# [Exercise requirements]
Below are the records; restate word for word the lines from the first through the one containing "fn fmt(&self, f: &mut std::fmt::Formatter<'_>)", and only those.

□ □ □ □

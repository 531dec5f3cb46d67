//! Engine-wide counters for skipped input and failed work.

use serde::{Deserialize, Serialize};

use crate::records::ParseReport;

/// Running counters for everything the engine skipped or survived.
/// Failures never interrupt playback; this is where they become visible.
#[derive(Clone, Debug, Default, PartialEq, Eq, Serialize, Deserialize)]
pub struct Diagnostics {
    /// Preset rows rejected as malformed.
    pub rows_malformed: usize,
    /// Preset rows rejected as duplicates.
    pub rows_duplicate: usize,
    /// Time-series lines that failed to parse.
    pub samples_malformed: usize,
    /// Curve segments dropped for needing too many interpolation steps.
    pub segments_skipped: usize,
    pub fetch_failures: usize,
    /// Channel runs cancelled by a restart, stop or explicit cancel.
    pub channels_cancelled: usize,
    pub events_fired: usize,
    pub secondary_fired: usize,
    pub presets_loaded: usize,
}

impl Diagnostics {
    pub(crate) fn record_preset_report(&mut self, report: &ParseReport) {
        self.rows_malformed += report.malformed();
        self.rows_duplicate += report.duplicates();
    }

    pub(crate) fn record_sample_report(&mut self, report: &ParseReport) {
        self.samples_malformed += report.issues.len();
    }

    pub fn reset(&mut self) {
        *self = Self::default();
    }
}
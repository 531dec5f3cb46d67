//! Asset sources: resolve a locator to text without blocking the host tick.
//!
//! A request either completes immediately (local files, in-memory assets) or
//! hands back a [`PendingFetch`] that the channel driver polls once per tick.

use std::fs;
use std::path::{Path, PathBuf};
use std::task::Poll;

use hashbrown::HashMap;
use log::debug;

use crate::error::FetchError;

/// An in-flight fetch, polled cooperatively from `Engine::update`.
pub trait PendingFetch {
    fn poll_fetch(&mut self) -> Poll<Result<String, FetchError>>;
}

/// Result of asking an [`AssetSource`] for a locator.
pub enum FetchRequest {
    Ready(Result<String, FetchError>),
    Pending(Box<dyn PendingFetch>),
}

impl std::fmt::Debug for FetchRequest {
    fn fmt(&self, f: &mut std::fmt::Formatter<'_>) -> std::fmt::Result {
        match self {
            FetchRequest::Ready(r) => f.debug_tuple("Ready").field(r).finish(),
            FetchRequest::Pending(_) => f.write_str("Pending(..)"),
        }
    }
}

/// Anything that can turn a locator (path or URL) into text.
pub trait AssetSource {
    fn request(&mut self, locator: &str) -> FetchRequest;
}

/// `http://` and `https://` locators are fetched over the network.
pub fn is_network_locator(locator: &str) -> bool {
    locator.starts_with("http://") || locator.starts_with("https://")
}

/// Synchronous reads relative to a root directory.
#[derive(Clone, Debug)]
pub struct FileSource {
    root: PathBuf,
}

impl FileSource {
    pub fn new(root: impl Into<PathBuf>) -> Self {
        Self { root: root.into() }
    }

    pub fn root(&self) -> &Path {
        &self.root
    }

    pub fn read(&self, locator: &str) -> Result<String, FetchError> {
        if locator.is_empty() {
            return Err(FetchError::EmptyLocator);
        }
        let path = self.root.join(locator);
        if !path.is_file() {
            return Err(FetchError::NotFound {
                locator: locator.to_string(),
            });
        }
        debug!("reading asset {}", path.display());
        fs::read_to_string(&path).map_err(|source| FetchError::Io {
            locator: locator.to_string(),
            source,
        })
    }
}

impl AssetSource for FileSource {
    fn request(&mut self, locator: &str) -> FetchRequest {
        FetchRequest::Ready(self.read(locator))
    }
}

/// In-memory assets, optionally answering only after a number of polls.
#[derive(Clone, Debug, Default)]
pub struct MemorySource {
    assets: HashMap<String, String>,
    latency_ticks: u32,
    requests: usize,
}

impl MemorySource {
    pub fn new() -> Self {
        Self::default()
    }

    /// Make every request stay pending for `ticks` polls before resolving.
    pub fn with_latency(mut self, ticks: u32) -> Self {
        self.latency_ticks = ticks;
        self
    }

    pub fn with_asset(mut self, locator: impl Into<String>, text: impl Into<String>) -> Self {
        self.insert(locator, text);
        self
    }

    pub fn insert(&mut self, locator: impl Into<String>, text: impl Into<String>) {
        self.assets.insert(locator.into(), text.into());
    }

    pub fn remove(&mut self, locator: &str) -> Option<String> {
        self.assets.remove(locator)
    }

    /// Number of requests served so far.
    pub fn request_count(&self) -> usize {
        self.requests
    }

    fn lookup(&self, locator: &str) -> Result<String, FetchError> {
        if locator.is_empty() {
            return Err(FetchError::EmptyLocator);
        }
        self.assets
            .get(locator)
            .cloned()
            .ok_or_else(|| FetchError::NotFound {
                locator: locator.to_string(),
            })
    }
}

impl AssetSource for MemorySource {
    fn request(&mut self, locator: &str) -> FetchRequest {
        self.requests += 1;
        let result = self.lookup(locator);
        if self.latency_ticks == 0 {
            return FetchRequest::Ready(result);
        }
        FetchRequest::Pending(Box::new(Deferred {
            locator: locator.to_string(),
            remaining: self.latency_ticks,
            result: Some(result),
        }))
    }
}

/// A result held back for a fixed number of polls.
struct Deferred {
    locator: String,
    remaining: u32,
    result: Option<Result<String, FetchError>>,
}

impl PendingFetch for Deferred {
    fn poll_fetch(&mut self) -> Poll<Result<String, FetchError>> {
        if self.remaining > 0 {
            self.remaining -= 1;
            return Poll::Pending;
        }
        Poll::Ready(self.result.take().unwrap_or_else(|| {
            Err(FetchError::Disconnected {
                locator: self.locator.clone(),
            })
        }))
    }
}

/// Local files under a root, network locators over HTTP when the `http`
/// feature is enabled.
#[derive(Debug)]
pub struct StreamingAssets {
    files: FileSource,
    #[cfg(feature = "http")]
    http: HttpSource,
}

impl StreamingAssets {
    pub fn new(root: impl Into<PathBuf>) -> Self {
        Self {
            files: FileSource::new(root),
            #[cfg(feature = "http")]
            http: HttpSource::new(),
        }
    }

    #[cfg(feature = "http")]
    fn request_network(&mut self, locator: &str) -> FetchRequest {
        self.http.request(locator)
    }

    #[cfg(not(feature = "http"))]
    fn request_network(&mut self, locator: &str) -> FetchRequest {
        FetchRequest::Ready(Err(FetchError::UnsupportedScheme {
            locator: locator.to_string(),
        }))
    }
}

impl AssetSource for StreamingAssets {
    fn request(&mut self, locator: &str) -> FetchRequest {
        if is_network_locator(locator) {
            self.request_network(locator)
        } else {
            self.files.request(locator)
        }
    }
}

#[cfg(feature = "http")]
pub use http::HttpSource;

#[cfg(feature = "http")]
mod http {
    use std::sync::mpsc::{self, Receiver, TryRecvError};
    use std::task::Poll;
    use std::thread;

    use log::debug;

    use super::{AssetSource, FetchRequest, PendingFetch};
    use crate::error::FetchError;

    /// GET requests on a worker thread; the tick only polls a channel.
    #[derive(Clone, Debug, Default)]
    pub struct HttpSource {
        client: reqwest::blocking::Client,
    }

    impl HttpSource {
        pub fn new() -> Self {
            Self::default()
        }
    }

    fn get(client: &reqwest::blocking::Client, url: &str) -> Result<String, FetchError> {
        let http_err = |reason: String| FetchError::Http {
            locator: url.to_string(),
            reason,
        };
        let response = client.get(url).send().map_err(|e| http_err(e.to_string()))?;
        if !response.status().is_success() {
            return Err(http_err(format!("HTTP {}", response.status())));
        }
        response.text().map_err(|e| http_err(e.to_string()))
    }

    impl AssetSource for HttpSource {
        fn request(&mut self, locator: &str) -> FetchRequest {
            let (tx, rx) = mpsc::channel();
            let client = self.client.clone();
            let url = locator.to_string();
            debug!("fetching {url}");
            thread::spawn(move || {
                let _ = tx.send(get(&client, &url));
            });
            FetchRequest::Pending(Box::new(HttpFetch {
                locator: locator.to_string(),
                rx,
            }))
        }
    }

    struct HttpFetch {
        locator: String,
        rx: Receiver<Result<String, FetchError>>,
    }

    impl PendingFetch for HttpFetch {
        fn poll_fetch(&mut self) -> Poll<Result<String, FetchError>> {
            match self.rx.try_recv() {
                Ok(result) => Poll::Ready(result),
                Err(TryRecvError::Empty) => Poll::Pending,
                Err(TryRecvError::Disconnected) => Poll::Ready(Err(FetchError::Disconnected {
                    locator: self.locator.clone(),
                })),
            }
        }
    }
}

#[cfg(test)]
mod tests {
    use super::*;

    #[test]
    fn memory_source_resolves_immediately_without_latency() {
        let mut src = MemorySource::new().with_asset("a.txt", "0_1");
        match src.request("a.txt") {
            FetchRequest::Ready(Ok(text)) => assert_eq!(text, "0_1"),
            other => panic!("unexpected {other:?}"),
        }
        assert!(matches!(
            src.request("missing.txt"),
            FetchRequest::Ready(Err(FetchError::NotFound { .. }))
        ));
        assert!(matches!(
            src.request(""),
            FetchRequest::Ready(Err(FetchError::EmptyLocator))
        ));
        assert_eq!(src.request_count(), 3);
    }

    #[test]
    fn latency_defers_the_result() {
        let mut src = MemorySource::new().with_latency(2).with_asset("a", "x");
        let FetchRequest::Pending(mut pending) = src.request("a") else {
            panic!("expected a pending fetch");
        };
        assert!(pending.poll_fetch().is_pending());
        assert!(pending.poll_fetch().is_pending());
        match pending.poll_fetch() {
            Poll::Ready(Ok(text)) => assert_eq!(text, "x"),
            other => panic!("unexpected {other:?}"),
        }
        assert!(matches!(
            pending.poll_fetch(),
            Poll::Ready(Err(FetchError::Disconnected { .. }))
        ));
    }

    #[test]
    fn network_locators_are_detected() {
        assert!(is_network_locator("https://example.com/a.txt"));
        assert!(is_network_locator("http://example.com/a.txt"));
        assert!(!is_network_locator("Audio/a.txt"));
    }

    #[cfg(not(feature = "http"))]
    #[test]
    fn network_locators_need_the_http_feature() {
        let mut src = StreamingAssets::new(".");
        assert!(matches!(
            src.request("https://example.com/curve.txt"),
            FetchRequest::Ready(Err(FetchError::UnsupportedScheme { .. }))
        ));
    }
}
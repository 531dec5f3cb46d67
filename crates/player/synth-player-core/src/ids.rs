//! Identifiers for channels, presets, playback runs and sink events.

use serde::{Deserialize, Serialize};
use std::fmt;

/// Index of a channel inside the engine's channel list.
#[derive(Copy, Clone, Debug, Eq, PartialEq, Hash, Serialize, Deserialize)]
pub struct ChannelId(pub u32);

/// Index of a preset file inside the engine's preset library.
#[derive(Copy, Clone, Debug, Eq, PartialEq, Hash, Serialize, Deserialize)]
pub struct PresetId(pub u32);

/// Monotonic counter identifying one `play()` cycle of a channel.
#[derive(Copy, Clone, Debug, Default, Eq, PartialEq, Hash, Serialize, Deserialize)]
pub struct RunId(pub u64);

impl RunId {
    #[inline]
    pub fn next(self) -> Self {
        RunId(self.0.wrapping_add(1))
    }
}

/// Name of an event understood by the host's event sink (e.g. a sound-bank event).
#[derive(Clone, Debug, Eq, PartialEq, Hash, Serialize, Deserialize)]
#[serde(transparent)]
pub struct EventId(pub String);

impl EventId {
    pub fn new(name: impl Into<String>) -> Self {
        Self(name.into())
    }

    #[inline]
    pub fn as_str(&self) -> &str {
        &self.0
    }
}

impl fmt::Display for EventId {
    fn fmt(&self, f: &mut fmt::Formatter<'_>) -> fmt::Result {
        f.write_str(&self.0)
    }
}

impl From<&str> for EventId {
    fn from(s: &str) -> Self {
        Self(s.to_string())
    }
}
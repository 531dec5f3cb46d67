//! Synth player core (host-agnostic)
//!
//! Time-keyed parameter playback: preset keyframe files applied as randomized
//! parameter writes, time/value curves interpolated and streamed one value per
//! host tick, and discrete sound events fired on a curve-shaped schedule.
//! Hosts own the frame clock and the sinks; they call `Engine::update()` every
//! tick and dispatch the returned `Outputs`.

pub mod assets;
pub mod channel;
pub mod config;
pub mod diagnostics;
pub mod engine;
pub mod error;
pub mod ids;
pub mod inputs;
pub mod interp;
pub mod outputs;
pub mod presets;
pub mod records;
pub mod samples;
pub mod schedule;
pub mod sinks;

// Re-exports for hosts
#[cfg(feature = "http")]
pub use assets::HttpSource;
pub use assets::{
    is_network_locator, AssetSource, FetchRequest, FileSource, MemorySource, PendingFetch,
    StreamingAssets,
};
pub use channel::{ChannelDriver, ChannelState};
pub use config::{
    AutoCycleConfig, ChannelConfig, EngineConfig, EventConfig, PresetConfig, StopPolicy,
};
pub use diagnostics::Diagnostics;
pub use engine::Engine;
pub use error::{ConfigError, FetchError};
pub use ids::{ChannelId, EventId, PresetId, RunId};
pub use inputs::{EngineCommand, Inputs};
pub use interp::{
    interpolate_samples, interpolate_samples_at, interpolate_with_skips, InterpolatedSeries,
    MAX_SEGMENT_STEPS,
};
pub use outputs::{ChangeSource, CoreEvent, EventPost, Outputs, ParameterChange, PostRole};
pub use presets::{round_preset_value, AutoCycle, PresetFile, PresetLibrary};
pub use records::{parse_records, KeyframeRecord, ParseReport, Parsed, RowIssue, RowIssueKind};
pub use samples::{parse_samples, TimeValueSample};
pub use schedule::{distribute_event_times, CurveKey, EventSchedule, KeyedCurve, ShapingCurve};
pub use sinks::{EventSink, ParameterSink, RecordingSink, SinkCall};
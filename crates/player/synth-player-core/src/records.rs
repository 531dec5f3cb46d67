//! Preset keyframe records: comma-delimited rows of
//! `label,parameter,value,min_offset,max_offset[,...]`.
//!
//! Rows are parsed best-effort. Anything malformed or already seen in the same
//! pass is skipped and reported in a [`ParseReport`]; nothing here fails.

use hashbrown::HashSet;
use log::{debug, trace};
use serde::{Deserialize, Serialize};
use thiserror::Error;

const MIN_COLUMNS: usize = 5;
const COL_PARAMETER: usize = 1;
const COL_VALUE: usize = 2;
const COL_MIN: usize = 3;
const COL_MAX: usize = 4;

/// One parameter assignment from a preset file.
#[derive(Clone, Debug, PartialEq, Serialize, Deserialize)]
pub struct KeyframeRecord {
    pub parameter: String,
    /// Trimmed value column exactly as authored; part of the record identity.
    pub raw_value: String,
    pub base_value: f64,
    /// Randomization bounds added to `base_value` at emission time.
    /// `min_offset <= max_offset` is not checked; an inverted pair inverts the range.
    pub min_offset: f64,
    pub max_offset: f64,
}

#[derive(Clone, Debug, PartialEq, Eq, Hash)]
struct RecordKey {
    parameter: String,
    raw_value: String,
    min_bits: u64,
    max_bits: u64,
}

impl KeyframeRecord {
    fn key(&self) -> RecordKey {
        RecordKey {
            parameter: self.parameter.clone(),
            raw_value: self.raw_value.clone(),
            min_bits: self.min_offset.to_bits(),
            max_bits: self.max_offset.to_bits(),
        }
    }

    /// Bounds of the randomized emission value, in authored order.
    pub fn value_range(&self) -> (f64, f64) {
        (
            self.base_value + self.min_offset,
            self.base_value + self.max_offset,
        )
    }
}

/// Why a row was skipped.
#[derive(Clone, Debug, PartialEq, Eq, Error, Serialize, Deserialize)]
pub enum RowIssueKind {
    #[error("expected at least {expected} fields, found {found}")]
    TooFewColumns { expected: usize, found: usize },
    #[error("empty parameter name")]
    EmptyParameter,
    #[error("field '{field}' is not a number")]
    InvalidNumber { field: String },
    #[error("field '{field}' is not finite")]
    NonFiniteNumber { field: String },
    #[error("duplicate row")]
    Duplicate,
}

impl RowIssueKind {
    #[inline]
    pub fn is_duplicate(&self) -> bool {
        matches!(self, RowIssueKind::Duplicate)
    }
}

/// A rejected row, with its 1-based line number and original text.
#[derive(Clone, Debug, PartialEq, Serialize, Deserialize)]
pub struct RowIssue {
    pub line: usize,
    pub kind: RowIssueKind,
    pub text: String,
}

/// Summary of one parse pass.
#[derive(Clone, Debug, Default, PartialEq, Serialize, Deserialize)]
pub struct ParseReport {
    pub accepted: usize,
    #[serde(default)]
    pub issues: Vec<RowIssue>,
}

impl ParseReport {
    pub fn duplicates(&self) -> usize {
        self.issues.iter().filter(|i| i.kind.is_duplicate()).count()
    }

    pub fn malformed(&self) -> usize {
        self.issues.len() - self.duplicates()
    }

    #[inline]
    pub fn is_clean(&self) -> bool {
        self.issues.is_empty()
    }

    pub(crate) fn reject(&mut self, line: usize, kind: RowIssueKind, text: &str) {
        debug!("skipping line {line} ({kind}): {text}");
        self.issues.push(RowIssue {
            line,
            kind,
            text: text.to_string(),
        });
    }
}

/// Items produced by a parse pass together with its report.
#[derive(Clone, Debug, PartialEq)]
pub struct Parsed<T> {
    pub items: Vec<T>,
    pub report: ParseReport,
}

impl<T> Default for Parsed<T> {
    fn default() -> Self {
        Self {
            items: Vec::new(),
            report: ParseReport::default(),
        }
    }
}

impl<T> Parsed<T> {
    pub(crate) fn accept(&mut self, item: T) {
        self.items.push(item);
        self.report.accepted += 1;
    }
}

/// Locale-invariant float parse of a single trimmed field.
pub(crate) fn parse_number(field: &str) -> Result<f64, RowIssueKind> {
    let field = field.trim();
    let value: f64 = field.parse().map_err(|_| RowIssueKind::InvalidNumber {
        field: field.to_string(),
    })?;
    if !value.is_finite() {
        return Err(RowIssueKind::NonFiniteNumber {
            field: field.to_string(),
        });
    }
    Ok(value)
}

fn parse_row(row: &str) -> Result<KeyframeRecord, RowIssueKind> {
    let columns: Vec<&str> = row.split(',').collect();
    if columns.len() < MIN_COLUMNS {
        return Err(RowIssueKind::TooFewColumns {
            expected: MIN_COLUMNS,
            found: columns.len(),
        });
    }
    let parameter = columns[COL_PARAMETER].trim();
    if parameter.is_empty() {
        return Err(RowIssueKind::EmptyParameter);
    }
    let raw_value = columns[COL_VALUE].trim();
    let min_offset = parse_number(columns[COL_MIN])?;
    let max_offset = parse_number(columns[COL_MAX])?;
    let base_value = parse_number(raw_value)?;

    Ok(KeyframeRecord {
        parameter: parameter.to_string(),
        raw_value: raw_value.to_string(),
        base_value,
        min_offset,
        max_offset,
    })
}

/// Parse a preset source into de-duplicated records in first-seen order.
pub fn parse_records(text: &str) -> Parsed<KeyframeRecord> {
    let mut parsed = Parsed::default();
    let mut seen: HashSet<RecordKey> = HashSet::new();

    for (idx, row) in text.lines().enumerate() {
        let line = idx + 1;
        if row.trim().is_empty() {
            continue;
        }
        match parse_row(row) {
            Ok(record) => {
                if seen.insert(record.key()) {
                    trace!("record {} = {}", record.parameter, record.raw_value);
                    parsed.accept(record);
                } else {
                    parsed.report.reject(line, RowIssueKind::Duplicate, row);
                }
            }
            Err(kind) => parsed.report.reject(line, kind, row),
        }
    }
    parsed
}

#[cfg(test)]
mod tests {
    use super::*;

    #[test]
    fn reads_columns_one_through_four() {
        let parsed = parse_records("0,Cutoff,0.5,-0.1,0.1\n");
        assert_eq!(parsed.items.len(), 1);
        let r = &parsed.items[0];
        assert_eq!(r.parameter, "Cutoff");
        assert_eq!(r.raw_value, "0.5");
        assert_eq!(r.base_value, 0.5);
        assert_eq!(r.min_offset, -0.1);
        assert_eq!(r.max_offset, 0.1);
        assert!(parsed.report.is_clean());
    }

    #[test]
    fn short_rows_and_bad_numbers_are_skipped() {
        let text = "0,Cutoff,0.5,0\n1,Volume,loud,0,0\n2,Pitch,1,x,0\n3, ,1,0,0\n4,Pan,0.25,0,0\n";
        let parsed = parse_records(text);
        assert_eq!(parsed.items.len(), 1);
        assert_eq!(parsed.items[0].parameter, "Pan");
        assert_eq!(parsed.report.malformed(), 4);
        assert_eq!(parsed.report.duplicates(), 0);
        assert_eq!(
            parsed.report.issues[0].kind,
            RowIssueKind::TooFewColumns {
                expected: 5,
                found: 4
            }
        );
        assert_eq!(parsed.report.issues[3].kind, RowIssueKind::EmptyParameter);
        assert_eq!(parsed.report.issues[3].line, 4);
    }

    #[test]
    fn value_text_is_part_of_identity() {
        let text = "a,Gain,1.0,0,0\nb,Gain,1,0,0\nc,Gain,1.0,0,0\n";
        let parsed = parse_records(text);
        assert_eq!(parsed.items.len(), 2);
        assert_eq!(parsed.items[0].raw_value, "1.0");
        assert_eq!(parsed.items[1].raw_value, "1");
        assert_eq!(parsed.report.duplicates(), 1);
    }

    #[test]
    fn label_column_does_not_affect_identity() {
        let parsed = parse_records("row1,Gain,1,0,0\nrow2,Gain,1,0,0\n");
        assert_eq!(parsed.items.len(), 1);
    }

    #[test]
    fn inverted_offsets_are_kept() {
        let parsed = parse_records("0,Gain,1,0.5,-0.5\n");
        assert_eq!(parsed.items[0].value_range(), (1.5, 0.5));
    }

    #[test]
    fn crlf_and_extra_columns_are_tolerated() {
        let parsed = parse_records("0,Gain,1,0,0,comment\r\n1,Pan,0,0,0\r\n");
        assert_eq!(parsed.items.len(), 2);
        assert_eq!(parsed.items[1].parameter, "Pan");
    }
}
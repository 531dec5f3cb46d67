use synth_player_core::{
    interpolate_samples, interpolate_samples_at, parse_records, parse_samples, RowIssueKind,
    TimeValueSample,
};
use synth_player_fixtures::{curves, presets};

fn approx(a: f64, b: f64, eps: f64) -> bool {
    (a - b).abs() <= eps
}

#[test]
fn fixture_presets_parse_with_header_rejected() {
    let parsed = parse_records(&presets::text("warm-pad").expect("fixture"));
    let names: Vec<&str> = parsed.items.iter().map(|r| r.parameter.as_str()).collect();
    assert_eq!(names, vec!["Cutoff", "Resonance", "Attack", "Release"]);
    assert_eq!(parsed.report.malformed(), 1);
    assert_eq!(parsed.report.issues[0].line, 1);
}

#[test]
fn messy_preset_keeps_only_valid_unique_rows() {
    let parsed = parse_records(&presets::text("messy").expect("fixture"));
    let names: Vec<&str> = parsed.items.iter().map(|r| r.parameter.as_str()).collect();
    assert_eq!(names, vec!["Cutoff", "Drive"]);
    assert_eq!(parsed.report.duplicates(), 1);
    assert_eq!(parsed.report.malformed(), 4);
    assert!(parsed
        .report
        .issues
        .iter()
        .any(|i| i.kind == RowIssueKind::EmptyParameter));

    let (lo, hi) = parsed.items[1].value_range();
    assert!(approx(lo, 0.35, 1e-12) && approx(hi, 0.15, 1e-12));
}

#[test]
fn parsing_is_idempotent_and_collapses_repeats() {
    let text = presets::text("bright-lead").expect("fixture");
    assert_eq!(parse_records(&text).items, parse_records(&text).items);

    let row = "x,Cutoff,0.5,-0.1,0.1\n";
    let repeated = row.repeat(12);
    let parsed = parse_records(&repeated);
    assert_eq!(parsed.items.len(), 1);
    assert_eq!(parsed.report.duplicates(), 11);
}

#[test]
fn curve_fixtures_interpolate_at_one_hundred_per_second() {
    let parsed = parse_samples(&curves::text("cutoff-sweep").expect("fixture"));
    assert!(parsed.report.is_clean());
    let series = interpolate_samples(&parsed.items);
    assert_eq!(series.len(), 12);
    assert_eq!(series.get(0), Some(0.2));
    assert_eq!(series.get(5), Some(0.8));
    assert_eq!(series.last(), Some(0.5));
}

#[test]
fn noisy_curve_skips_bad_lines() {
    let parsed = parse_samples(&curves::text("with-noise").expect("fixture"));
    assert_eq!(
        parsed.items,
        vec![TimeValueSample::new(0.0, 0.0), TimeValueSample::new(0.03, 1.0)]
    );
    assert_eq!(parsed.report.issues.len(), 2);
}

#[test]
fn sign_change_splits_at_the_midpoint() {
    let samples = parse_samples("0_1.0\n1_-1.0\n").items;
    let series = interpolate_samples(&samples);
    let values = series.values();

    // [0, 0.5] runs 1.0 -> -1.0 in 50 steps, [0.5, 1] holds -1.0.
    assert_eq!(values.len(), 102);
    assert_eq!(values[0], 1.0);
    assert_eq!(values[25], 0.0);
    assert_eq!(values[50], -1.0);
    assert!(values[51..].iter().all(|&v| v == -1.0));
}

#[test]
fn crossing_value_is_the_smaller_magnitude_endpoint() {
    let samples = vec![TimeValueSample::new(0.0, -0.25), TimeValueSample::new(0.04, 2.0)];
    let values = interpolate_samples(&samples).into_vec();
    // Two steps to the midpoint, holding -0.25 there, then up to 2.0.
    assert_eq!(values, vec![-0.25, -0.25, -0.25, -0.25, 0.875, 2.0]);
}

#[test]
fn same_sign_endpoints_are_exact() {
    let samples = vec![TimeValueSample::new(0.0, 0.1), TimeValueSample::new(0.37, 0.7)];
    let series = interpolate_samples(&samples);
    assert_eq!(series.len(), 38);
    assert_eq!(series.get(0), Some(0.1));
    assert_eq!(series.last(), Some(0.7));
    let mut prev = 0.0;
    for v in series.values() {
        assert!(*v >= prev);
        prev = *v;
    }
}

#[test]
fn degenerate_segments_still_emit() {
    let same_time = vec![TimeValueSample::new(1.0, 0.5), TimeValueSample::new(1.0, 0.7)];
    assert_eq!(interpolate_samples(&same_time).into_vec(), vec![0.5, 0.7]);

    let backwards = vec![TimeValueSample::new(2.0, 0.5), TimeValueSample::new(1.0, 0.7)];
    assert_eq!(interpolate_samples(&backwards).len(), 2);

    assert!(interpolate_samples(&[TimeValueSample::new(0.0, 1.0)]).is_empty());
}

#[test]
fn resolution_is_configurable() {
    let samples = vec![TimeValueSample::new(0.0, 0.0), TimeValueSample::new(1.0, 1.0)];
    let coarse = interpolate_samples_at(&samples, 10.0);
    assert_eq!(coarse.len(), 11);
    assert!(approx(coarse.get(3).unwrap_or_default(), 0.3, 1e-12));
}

□ □ □ □

# [Answer to the exercise]
repository 531dec5f3cb46d67
//! Engine-wide counters for skipped input and failed work.

use serde::{Deserialize, Serialize};

use crate::records::ParseReport;

/// Running counters for everything the engine skipped or survived.
/// Failures never interrupt playback; this is where they become visible.
#[derive(Clone, Debug, Default, PartialEq, Eq, Serialize, Deserialize)]
pub struct Diagnostics {
    /// Preset rows rejected as malformed.
    pub rows_malformed: usize,
    /// Preset rows rejected as duplicates.
    pub rows_duplicate: usize,
    /// Time-series lines that failed to parse.
    pub samples_malformed: usize,
    /// Curve segments dropped for needing too many interpolation steps.
    pub segments_skipped: usize,
    pub fetch_failures: usize,
    /// Channel runs cancelled by a restart, stop or explicit cancel.
    pub channels_cancelled: usize,
    pub events_fired: usize,
    pub secondary_fired: usize,
    pub presets_loaded: usize,
}

impl Diagnostics {
    pub(crate) fn record_preset_report(&mut self, report: &ParseReport) {
        self.rows_malformed += report.malformed();
        self.rows_duplicate += report.duplicates();
    }

    pub(crate) fn record_sample_report(&mut self, report: &ParseReport) {
        self.samples_malformed += report.issues.len();
    }

    pub fn reset(&mut self) {
        *self = Self::default();
    }
}
repository 531dec5f3cb46d67
//! Asset sources: resolve a locator to text without blocking the host tick.
//!
//! A request either completes immediately (local files, in-memory assets) or
//! hands back a [`PendingFetch`] that the channel driver polls once per tick.

use std::fs;
use std::path::{Path, PathBuf};
use std::task::Poll;

use hashbrown::HashMap;
use log::debug;

use crate::error::FetchError;

/// An in-flight fetch, polled cooperatively from `Engine::update`.
pub trait PendingFetch {
    fn poll_fetch(&mut self) -> Poll<Result<String, FetchError>>;
}

/// Result of asking an [`AssetSource`] for a locator.
pub enum FetchRequest {
    Ready(Result<String, FetchError>),
    Pending(Box<dyn PendingFetch>),
}

impl std::fmt::Debug for FetchRequest {
    fn fmt(&self, f: &mut std::fmt::Formatter<'_>) -> std::fmt::Result {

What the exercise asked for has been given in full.